[Items listed in a dataset]
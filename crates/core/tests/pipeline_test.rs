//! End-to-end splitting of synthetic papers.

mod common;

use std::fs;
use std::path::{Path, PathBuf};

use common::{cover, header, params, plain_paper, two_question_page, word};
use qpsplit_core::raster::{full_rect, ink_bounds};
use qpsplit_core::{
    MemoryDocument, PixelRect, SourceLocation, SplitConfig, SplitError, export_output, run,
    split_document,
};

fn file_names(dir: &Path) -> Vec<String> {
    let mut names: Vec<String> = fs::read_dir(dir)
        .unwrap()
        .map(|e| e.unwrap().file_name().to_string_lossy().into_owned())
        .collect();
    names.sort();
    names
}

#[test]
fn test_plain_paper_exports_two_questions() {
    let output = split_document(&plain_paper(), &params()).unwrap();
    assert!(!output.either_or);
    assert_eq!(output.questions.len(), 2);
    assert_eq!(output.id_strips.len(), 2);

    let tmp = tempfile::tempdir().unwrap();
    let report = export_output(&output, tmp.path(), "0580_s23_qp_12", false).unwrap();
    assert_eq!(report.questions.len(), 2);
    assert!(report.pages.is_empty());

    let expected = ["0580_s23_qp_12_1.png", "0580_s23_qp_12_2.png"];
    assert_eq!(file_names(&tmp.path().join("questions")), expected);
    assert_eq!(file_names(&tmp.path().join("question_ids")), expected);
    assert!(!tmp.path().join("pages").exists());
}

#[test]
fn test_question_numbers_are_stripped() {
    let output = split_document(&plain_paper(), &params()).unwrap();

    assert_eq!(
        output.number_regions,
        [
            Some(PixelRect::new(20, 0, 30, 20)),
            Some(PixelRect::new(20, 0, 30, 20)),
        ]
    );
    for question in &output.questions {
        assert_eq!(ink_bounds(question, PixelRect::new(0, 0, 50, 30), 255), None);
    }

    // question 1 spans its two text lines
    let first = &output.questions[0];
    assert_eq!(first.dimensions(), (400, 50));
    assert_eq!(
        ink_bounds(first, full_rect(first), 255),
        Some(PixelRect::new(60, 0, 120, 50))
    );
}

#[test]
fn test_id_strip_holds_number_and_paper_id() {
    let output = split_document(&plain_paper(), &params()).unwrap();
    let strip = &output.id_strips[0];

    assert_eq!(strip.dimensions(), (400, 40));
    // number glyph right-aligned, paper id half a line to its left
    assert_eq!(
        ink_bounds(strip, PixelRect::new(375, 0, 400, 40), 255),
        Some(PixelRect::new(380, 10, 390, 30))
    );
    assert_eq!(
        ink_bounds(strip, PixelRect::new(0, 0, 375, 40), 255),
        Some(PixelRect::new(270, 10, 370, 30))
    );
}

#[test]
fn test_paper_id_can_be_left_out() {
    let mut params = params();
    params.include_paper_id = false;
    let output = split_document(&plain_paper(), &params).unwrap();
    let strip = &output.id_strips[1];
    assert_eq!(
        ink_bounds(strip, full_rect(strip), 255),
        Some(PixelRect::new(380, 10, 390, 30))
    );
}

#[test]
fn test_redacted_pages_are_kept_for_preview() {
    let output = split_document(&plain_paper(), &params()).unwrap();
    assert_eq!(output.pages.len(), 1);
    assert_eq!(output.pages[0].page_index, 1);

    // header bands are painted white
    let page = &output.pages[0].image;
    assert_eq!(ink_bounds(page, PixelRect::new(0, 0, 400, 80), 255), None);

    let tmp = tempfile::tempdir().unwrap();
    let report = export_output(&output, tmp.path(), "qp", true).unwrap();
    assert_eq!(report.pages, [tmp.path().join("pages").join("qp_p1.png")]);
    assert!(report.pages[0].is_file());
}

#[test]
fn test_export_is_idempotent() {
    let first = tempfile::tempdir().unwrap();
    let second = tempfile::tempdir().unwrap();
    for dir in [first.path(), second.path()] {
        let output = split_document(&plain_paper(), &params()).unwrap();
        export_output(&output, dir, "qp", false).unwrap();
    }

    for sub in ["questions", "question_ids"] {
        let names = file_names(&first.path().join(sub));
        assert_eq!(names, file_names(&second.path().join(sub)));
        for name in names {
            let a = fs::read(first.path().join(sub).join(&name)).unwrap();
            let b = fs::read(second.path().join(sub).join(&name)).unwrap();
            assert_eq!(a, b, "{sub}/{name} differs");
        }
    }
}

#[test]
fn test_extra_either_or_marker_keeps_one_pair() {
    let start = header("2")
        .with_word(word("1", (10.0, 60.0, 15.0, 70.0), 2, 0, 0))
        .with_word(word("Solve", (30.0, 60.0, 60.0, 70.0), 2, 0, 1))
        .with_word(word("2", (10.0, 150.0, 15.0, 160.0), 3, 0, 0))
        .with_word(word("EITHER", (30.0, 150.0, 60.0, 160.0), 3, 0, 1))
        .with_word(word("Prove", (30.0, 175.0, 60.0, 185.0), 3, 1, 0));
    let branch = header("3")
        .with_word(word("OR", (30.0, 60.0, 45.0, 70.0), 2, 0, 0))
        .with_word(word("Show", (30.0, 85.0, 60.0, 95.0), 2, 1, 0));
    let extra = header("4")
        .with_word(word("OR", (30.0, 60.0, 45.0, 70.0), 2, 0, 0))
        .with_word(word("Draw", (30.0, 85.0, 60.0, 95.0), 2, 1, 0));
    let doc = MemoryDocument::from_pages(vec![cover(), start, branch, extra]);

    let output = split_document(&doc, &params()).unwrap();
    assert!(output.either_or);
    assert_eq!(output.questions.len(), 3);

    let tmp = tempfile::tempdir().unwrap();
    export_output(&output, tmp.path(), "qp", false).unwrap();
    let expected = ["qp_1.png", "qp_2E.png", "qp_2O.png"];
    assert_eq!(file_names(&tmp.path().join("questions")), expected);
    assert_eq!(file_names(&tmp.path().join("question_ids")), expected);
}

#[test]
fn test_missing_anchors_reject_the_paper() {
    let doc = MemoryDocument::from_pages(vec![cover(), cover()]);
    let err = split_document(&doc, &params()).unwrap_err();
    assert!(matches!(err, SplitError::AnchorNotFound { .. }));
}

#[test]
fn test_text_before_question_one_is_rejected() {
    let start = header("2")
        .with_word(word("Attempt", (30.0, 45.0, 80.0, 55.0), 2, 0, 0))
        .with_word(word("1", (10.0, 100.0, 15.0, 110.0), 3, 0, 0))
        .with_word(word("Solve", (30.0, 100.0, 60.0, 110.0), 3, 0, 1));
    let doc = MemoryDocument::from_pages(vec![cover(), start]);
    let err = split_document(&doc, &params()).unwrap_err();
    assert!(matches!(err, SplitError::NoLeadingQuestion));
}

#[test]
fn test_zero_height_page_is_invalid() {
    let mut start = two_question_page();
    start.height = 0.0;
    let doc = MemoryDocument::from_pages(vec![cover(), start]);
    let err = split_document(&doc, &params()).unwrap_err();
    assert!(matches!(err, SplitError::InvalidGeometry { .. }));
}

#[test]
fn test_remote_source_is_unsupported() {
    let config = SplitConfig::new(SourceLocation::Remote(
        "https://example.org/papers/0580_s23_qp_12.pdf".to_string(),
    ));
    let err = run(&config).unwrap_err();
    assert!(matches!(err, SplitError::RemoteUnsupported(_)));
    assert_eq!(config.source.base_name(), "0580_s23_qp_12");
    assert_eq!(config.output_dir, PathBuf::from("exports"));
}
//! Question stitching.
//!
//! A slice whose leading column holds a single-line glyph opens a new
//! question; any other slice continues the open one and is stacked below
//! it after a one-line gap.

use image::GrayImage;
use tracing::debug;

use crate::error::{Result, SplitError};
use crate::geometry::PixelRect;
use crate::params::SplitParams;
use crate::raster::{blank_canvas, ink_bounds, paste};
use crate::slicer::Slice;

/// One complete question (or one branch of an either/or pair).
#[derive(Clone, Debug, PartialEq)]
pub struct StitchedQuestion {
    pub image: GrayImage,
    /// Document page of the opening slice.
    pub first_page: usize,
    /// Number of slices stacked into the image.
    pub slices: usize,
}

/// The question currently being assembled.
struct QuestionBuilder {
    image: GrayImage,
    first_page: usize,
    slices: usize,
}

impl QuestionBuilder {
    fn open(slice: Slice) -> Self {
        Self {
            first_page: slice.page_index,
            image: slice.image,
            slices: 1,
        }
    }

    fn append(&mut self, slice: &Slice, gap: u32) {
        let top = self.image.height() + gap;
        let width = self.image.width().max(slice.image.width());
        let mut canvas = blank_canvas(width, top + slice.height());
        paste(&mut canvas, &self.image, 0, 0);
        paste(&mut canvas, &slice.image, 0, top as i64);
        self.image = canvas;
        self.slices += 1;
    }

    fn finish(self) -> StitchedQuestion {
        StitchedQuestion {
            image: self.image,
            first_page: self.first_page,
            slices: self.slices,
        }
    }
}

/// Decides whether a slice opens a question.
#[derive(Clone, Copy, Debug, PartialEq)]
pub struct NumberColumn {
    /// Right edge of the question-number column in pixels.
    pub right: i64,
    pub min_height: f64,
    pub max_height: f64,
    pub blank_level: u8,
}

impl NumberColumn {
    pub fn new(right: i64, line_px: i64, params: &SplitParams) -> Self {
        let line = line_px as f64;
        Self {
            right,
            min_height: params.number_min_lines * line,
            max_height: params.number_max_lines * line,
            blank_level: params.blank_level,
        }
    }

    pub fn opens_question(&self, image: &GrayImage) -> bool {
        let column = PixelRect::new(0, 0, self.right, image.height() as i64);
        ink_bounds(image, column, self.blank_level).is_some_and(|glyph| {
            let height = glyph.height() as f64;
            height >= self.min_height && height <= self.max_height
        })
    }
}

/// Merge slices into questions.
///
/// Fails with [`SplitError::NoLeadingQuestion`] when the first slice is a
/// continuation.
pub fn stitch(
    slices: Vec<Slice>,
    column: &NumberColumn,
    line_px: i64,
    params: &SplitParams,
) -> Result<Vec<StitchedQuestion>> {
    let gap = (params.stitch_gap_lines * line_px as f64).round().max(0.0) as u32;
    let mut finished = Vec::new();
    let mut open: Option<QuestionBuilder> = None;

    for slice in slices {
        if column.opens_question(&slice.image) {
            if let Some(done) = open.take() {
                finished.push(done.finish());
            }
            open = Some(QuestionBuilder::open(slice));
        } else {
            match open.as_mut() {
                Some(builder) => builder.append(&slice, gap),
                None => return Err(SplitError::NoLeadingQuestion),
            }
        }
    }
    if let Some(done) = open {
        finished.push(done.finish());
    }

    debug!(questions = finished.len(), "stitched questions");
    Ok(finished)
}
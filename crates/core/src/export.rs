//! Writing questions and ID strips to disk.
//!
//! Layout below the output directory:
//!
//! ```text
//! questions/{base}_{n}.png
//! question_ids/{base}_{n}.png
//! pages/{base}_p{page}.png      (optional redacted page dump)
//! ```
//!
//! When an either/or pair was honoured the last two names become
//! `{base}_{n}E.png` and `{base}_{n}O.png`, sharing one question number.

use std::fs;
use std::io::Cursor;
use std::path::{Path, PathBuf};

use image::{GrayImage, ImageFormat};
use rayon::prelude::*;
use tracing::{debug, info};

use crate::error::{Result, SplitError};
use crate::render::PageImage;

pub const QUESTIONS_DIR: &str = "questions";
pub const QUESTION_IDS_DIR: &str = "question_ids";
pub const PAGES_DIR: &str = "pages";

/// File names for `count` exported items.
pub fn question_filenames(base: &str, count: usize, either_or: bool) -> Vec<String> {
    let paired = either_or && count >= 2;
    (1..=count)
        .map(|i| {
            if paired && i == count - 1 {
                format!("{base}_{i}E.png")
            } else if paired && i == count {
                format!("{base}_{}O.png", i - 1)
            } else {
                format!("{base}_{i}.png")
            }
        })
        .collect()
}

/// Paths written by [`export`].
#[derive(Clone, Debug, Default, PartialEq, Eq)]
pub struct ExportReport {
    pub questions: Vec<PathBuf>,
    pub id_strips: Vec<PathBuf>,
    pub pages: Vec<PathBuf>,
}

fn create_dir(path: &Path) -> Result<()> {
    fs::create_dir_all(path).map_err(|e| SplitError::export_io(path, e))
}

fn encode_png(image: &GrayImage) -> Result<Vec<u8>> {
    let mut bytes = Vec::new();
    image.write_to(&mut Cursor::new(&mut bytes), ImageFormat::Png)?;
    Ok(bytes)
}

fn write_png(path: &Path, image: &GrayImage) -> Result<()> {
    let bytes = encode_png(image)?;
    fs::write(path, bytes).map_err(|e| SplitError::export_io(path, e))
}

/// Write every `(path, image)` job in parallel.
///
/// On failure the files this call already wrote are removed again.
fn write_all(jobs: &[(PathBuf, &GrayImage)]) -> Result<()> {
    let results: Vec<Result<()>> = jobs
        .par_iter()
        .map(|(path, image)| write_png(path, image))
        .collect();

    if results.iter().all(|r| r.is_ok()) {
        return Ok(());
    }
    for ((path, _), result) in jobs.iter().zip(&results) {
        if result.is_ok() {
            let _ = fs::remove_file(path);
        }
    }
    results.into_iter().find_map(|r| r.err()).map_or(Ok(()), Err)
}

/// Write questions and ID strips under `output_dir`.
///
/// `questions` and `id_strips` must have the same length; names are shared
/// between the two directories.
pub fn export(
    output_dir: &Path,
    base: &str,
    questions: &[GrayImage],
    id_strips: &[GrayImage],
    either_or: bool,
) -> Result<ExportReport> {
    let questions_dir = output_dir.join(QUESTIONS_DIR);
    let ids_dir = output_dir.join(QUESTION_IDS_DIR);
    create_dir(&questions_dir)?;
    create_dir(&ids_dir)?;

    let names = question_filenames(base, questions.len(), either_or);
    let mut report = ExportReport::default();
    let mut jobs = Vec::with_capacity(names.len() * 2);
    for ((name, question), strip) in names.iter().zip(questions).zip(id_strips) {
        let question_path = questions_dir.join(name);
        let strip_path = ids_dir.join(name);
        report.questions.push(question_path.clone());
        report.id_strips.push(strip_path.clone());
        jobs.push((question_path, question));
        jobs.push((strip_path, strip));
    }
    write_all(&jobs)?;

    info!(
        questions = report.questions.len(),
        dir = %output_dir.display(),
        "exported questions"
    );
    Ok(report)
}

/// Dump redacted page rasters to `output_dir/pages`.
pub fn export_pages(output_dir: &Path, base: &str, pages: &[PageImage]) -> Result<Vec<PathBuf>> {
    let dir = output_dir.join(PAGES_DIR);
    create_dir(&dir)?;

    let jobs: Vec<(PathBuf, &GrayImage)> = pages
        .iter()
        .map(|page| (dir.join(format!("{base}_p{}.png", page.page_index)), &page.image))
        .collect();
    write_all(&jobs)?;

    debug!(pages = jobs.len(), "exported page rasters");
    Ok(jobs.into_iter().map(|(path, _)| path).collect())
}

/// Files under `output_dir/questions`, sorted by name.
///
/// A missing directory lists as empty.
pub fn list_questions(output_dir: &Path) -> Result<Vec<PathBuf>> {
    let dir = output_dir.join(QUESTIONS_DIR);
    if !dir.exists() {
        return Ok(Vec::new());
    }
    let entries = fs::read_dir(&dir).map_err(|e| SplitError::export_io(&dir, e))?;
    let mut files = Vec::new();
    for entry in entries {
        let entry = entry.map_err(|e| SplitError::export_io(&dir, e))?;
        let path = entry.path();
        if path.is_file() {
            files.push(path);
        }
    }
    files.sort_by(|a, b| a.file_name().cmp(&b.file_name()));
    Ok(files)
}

WHAT YOU NEED TO DO — Tell how many lines of the data above contain the word "StitchedQuestion", giving the number by itself.

REPLY TO THE EXERCISE — 4